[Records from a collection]
== Segment start ==
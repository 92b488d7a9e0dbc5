//! Controller input pipeline and locomotion control for room-scale XR.
//!
//! The crate turns raw per-frame gamepad state from two hand-held
//! controllers into semantic gesture events, and uses those events to move
//! the user through a virtual world whose coordinate frame is decoupled from
//! the hardware-tracked reference frame.
//!
//! Data flows leaves-first through one synchronous update per frame:
//!
//! ```text
//! hardware -> GamepadMonitor (per hand)  debounce, clicks, holds
//!          -> HandController  (per hand) rays, lifecycle, per-hand bus
//!          -> ControllersManager         fan-in, double-squeeze gesture
//!          -> LocomotionController       teleport / rotate / fly,
//!                                        reference transform commit
//! ```
//!
//! Within one frame, a hand's button and axis events always precede that
//! hand's `RayUpdated`/`AxisYNotZero`, and both hands are fully processed
//! before the manager's `Update` event fires.
//!
//! The host supplies the hardware seams: an [`input::InputSource`] for
//! per-frame device state, a [`space::ReferenceSpace`] sink for the rigid
//! transform, and a [`locomotion::NavigableSurfaceQuery`] for teleport
//! raycasts. A typical frame loop:
//!
//! ```no_run
//! use std::cell::RefCell;
//! use std::rc::Rc;
//! use xrkit::config::{Handedness, ManagerOptions};
//! use xrkit::input::{ControllersManager, GamepadSnapshot, InputSource};
//! use xrkit::locomotion::{HorizontalPlane, LocomotionController, LocomotionOptions};
//! use xrkit::space::{OffsetReferenceSpace, Pose, ReferenceSpace};
//!
//! struct Runtime;
//!
//! impl InputSource for Runtime {
//!     fn gamepad(&self, _hand: Handedness) -> Option<GamepadSnapshot> {
//!         None // wire to the platform's input API
//!     }
//!     fn controller_pose(&self, _hand: Handedness) -> Option<Pose> {
//!         None
//!     }
//!     fn grip_pose(&self, _hand: Handedness) -> Option<Pose> {
//!         None
//!     }
//!     fn head_pose(&self) -> Option<Pose> {
//!         None
//!     }
//! }
//!
//! let source: Rc<dyn InputSource> = Rc::new(Runtime);
//! let reference: Rc<RefCell<dyn ReferenceSpace>> =
//!     Rc::new(RefCell::new(OffsetReferenceSpace::new()));
//!
//! let mut manager = ControllersManager::new(
//!     Rc::clone(&source),
//!     Rc::clone(&reference),
//!     ManagerOptions::default(),
//! );
//! let locomotion = LocomotionController::new(
//!     &manager,
//!     Rc::clone(&source),
//!     Rc::clone(&reference),
//!     LocomotionOptions::default(),
//! )
//! .expect("valid locomotion options");
//! locomotion
//!     .borrow_mut()
//!     .set_surfaces(Rc::new(HorizontalPlane { height: 0.0 }));
//! locomotion.borrow_mut().on_session_start();
//!
//! // Host frame loop: lifecycle edges between frames, one update per frame.
//! manager.on_controller_connected(0, Handedness::Right);
//! let (time, delta) = (0.016_f32, 0.016_f32);
//! manager.update(time, delta);
//! ```

pub mod config;
pub mod error;
pub mod input;
pub mod locomotion;
pub mod scene;
pub mod space;

pub use config::{ButtonName, EnabledHands, HandSet, Handedness, ManagerOptions};
pub use error::{AttachError, ConfigError};
pub use input::{ControllersManager, HandController, InputSource};
pub use locomotion::{LocomotionController, LocomotionOptions, NavigableSurfaceQuery};
pub use scene::{NodeId, SceneGraph};
pub use space::{Pose, Ray, ReferenceSpace, RigidTransform};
== Segment end ==
• Aim of the exercise: Write down again the exact lines running from the beginning of the data to the line containing "events to move", with both ends included.

• Problem solution:
repository 92b488d7a9e0dbc5
//! Controller input pipeline and locomotion control for room-scale XR.
//!
//! The crate turns raw per-frame gamepad state from two hand-held
//! controllers into semantic gesture events, and uses those events to move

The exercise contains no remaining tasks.